On Wed, Feb 16, 2022 at 05:01:25PM +0100, Ties de Kock wrote:

This afternoon, between 13:00 UTC and 14:10 UTC rrdp.ripe.net was unavailable.

[..]

Thanks for this great postmortem writeup, and for being open about
what happened, and how things always go wrong at the same time
(service and monitoring).


Let me add to what Gert said.  Additional bonus points:
- sending out the postmortem the same day of incident
- total transparency

If this type of incident can happen to RIPE it can so easily happen to 
any of the best of us.


-Hank


--

To unsubscribe from this mailing list, get a password reminder, or change your 
subscription options, please visit: 
https://lists.ripe.net/mailman/listinfo/routing-wg


Re: [routing-wg] RFO for RIPE NCC RPKI outage 16 February 2022

2022-02-16 Thread Job Snijders via routing-wg
On Wed, 16 Feb 2022 at 19:49, Rob Austein  wrote:

> On Wed, 16 Feb 2022 13:10:27 -0500, Job Snijders wrote:
> > On Wed, 16 Feb 2022 at 19:07, Randy Bush  wrote:
> >
> >  sra commented to me that, an rp doing protocol fall-over from rrdp to
> >  rsync, or vice versa, has to do the full download as the data structure
> >  is so different.  i.e. load spike
> >
> > Perhaps it doesn’t need to be a full load: “rsync ―compare-dest”
> > (against a previously downloaded and validated set of signed
> > objects) offers a path towards optimising the protocol fall-over.
>
> Even assuming the RRDP client stores and believes the rsync URIs in
> the RRDP data stream, and further assuming that the client is clever
> enough to write out its RRDP-derived database into a directory tree
> which exactly matches an rsync filesystem layout before failing over,



The OpenBSD RPKI validator does the above, while maintaining robust
cryptographic integrity (in version 7.6 and higher). I hope other
validators take inspiration from this, similar to how we (OpenBSD) took
inspiration from the Dragon Labs implementation.
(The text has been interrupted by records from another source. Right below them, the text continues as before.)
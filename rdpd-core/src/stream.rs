//! Cursor-based wire buffer with deferred layer headers.
//!
//! `WireBuffer` serves both directions:
//!
//! - **Inbound**: a read cursor walks towards `end`. Every primitive
//!   checks the remaining bytes first and fails with
//!   [`RdpError::TruncatedPdu`] instead of reading past `end`.
//! - **Outbound**: each protocol layer reserves room for its header with
//!   [`push_layer`](WireBuffer::push_layer) before the payload is known,
//!   the payload is written, [`mark_end`](WireBuffer::mark_end) fixes the
//!   length and the layers then [`pop_layer`](WireBuffer::pop_layer) from
//!   the top down to fill their headers in.
//!
//! ```text
//!  0        iso      mcs      sec      rdp      payload ... end
//!  |--------|--------|--------|--------|---------------------|
//!  ^ pop_layer(Iso) rewinds the cursor here to write TPKT/X.224
//! ```

use bytes::Bytes;

use crate::error::{RdpError, Result};

// ── Layer ────────────────────────────────────────────────────────

/// Named header slots a buffer can reserve.
#[derive(Debug, Clone, Copy, PartialEq, Eq)]
pub enum Layer {
    Iso = 0,
    Mcs = 1,
    Sec = 2,
    Rdp = 3,
    Channel = 4,
}

const LAYER_COUNT: usize = 5;

// ── WireBuffer ───────────────────────────────────────────────────

#[derive(Debug, Clone, Default)]
pub struct WireBuffer {
    data: Vec<u8>,
    pos: usize,
    end: usize,
    layers: [Option<usize>; LAYER_COUNT],
}

impl WireBuffer {
    /// Empty outbound buffer.
    pub fn new() -> Self {
        Self::default()
    }

    /// Empty outbound buffer with preallocated capacity.
    pub fn with_capacity(capacity: usize) -> Self {
        Self {
            data: Vec::with_capacity(capacity),
            ..Self::default()
        }
    }

    /// Inbound buffer over a copy of `bytes`; `end` is the slice length.
    pub fn from_slice(bytes: &[u8]) -> Self {
        Self {
            data: bytes.to_vec(),
            pos: 0,
            end: bytes.len(),
            layers: [None; LAYER_COUNT],
        }
    }

    // ── Cursor ───────────────────────────────────────────────────

    pub fn pos(&self) -> usize {
        self.pos
    }

    pub fn end(&self) -> usize {
        self.end
    }

    /// Bytes left between the cursor and `end`.
    pub fn remaining(&self) -> usize {
        self.end.saturating_sub(self.pos)
    }

    pub fn check_remaining(&self, n: usize) -> bool {
        self.remaining() >= n
    }

    /// Fail with `TruncatedPdu` unless `n` bytes remain.
    pub fn need(&self, n: usize, what: &'static str) -> Result<()> {
        if self.check_remaining(n) {
            Ok(())
        } else {
            Err(RdpError::truncated(what, n, self.remaining()))
        }
    }

    /// Move the cursor to an absolute offset no further than `end`.
    pub fn seek(&mut self, pos: usize) -> Result<()> {
        if pos > self.end {
            return Err(RdpError::truncated("seek", pos, self.end));
        }
        self.pos = pos;
        Ok(())
    }

    /// Narrow the readable window to `len` bytes from the cursor.
    ///
    /// Used when an outer header declares the length of an inner PDU;
    /// the inner parser can then never consume trailing bytes.
    pub fn limit(&mut self, len: usize, what: &'static str) -> Result<()> {
        self.need(len, what)?;
        self.end = self.pos + len;
        Ok(())
    }

    /// Record the current cursor as the end of valid data.
    pub fn mark_end(&mut self) {
        self.end = self.pos;
    }

    // ── Reads ────────────────────────────────────────────────────

    pub fn peek_u8(&self) -> Result<u8> {
        self.need(1, "u8")?;
        Ok(self.data[self.pos])
    }

    pub fn read_u8(&mut self) -> Result<u8> {
        let v = self.peek_u8()?;
        self.pos += 1;
        Ok(v)
    }

    pub fn read_u16_le(&mut self) -> Result<u16> {
        Ok(u16::from_le_bytes(self.read_array()?))
    }

    pub fn read_u16_be(&mut self) -> Result<u16> {
        Ok(u16::from_be_bytes(self.read_array()?))
    }

    pub fn read_u32_le(&mut self) -> Result<u32> {
        Ok(u32::from_le_bytes(self.read_array()?))
    }

    pub fn read_u32_be(&mut self) -> Result<u32> {
        Ok(u32::from_be_bytes(self.read_array()?))
    }

    /// Read a fixed-size array.
    pub fn read_array<const N: usize>(&mut self) -> Result<[u8; N]> {
        self.need(N, "fixed field")?;
        let mut out = [0u8; N];
        out.copy_from_slice(&self.data[self.pos..self.pos + N]);
        self.pos += N;
        Ok(out)
    }

    /// Borrow the next `n` bytes and advance past them.
    pub fn read_bytes(&mut self, n: usize, what: &'static str) -> Result<&[u8]> {
        self.need(n, what)?;
        let start = self.pos;
        self.pos += n;
        Ok(&self.data[start..start + n])
    }

    pub fn read_vec(&mut self, n: usize, what: &'static str) -> Result<Vec<u8>> {
        self.read_bytes(n, what).map(<[u8]>::to_vec)
    }

    pub fn skip(&mut self, n: usize, what: &'static str) -> Result<()> {
        self.need(n, what)?;
        self.pos += n;
        Ok(())
    }

    /// Everything from the cursor to `end`, without advancing.
    pub fn rest(&self) -> &[u8] {
        &self.data[self.pos.min(self.end)..self.end]
    }

    /// Mutable view of `start..end`, used for in-place decryption.
    pub fn rest_mut(&mut self) -> &mut [u8] {
        let start = self.pos.min(self.end);
        &mut self.data[start..self.end]
    }

    // ── Writes ───────────────────────────────────────────────────

    /// Make room for `n` more bytes at the cursor without moving it.
    pub fn reserve(&mut self, n: usize) {
        self.ensure(n);
    }

    fn ensure(&mut self, n: usize) {
        let needed = self.pos + n;
        if self.data.len() < needed {
            self.data.resize(needed, 0);
        }
    }

    pub fn write_u8(&mut self, v: u8) {
        self.write_bytes(&[v]);
    }

    pub fn write_u16_le(&mut self, v: u16) {
        self.write_bytes(&v.to_le_bytes());
    }

    pub fn write_u16_be(&mut self, v: u16) {
        self.write_bytes(&v.to_be_bytes());
    }

    pub fn write_u32_le(&mut self, v: u32) {
        self.write_bytes(&v.to_le_bytes());
    }

    pub fn write_u32_be(&mut self, v: u32) {
        self.write_bytes(&v.to_be_bytes());
    }

    /// Write at the cursor, overwriting reserved bytes or growing the buffer.
    pub fn write_bytes(&mut self, bytes: &[u8]) {
        self.ensure(bytes.len());
        self.data[self.pos..self.pos + bytes.len()].copy_from_slice(bytes);
        self.pos += bytes.len();
        if self.pos > self.end {
            self.end = self.pos;
        }
    }

    pub fn write_zeros(&mut self, n: usize) {
        self.ensure(n);
        self.data[self.pos..self.pos + n].fill(0);
        self.pos += n;
        if self.pos > self.end {
            self.end = self.pos;
        }
    }

    // ── Layers ───────────────────────────────────────────────────

    /// Remember the cursor for `layer` and skip `n` bytes for its header.
    pub fn push_layer(&mut self, layer: Layer, n: usize) {
        self.layers[layer as usize] = Some(self.pos);
        self.write_zeros(n);
    }

    /// Rewind the cursor to the header reserved for `layer`.
    pub fn pop_layer(&mut self, layer: Layer) -> Result<()> {
        let offset = self
            .layer_offset(layer)
            .ok_or(RdpError::ProtocolViolation("header layer was never reserved"))?;
        self.pos = offset;
        Ok(())
    }

    pub fn layer_offset(&self, layer: Layer) -> Option<usize> {
        self.layers[layer as usize]
    }

    /// Record `offset` as the start of `layer` without writing anything.
    pub fn set_layer(&mut self, layer: Layer, offset: usize) {
        self.layers[layer as usize] = Some(offset);
    }

    /// Remove `n` reserved bytes at `at`, shifting the tail down.
    ///
    /// Lets a layer reserve room for the longest form of a variable
    /// header and drop the slack once the short form is chosen. Layer
    /// offsets above `at` move with the data.
    pub fn collapse(&mut self, at: usize, n: usize) -> Result<()> {
        if at + n > self.end {
            return Err(RdpError::truncated("collapse", at + n, self.end));
        }
        self.data.drain(at..at + n);
        self.end -= n;
        if self.pos > at {
            self.pos = self.pos.saturating_sub(n).max(at);
        }
        for offset in self.layers.iter_mut().flatten() {
            if *offset > at {
                *offset = offset.saturating_sub(n).max(at);
            }
        }
        Ok(())
    }

    // ── Views ────────────────────────────────────────────────────

    /// All valid bytes, `0..end`.
    pub fn as_slice(&self) -> &[u8] {
        &self.data[..self.end]
    }

    /// Mutable view of `start..end`.
    pub fn slice_mut(&mut self, start: usize) -> Result<&mut [u8]> {
        if start > self.end {
            return Err(RdpError::truncated("slice", start, self.end));
        }
        Ok(&mut self.data[start..self.end])
    }

    pub fn into_bytes(mut self) -> Bytes {
        self.data.truncate(self.end);
        Bytes::from(self.data)
    }
}

// ── Tests ────────────────────────────────────────────────────────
Your work lives on and on,
hat tip to you Rob! :-)


RRDP doesn't convey things like file modification dates that rsync
> needs to perform an efficient incremental transfer, so the first rsync
> pass is still going to be expensive.
>
> Not obvious to me that there's any good way to optimize this.  YMMV.
>

Ties once pointed me at the GPL rsync “-c” (checksum) option, which makes
transfers more focussed on content rather than filesystem attributes. From
my (openrsync) this is still work to be done. I see a path :-)

Kind regards,

Job
-- 

To unsubscribe from this mailing list, get a password reminder, or change your 
subscription options, please visit: 
https://lists.ripe.net/mailman/listinfo/routing-wg


Re: [routing-wg] RFO for RIPE NCC RPKI outage 16 February 2022

2022-02-16 Thread Job Snijders via routing-wg
On Wed, 16 Feb 2022 at 19:07, Randy Bush  wrote:

> thanks for the post mortem, ties.
>
> sra commented to me that, an rp doing protocol fall-over from rrdp to
> rsync, or vice versa, has to do the full download as the data structure
> is so different.  i.e. load spike


Perhaps it doesn’t need to be a full load: “rsync —compare-dest” (against a
previously downloaded and validated set of signed objects) offers a path
towards optimising the protocol fall-over.

Kind regards,

Job

>
-- 

To unsubscribe from this mailing list, get a password reminder, or change your 
subscription options, please visit: 
https://lists.ripe.net/mailman/listinfo/routing-wg


Re: [routing-wg] RFO for RIPE NCC RPKI outage 16 February 2022

2022-02-16 Thread Randy Bush
thanks for the post mortem, ties.

sra commented to me that, an rp doing protocol fall-over from rrdp to
rsync, or vice versa, has to do the full download as the data structure
is so different.  i.e. load spike.

randy

-- 

To unsubscribe from this mailing list, get a password reminder, or change your 
subscription options, please visit: 
https://lists.ripe.net/mailman/listinfo/routing-wg


Re: [routing-wg] RFO for RIPE NCC RPKI outage 16 February 2022

2022-02-16 Thread Gert Doering
Hi,

On Wed, Feb 16, 2022 at 05:01:25PM +0100, Ties de Kock wrote:
> This afternoon, between 13:00 UTC and 14:10 UTC rrdp.ripe.net was unavailable.
[..]

Thanks for this great postmortem writeup, and for being open about
what happened, and how things always go wrong at the same time
(service and monitoring).

Gert Doering
-- NetMaster
-- 
have you enabled IPv6 on something today...?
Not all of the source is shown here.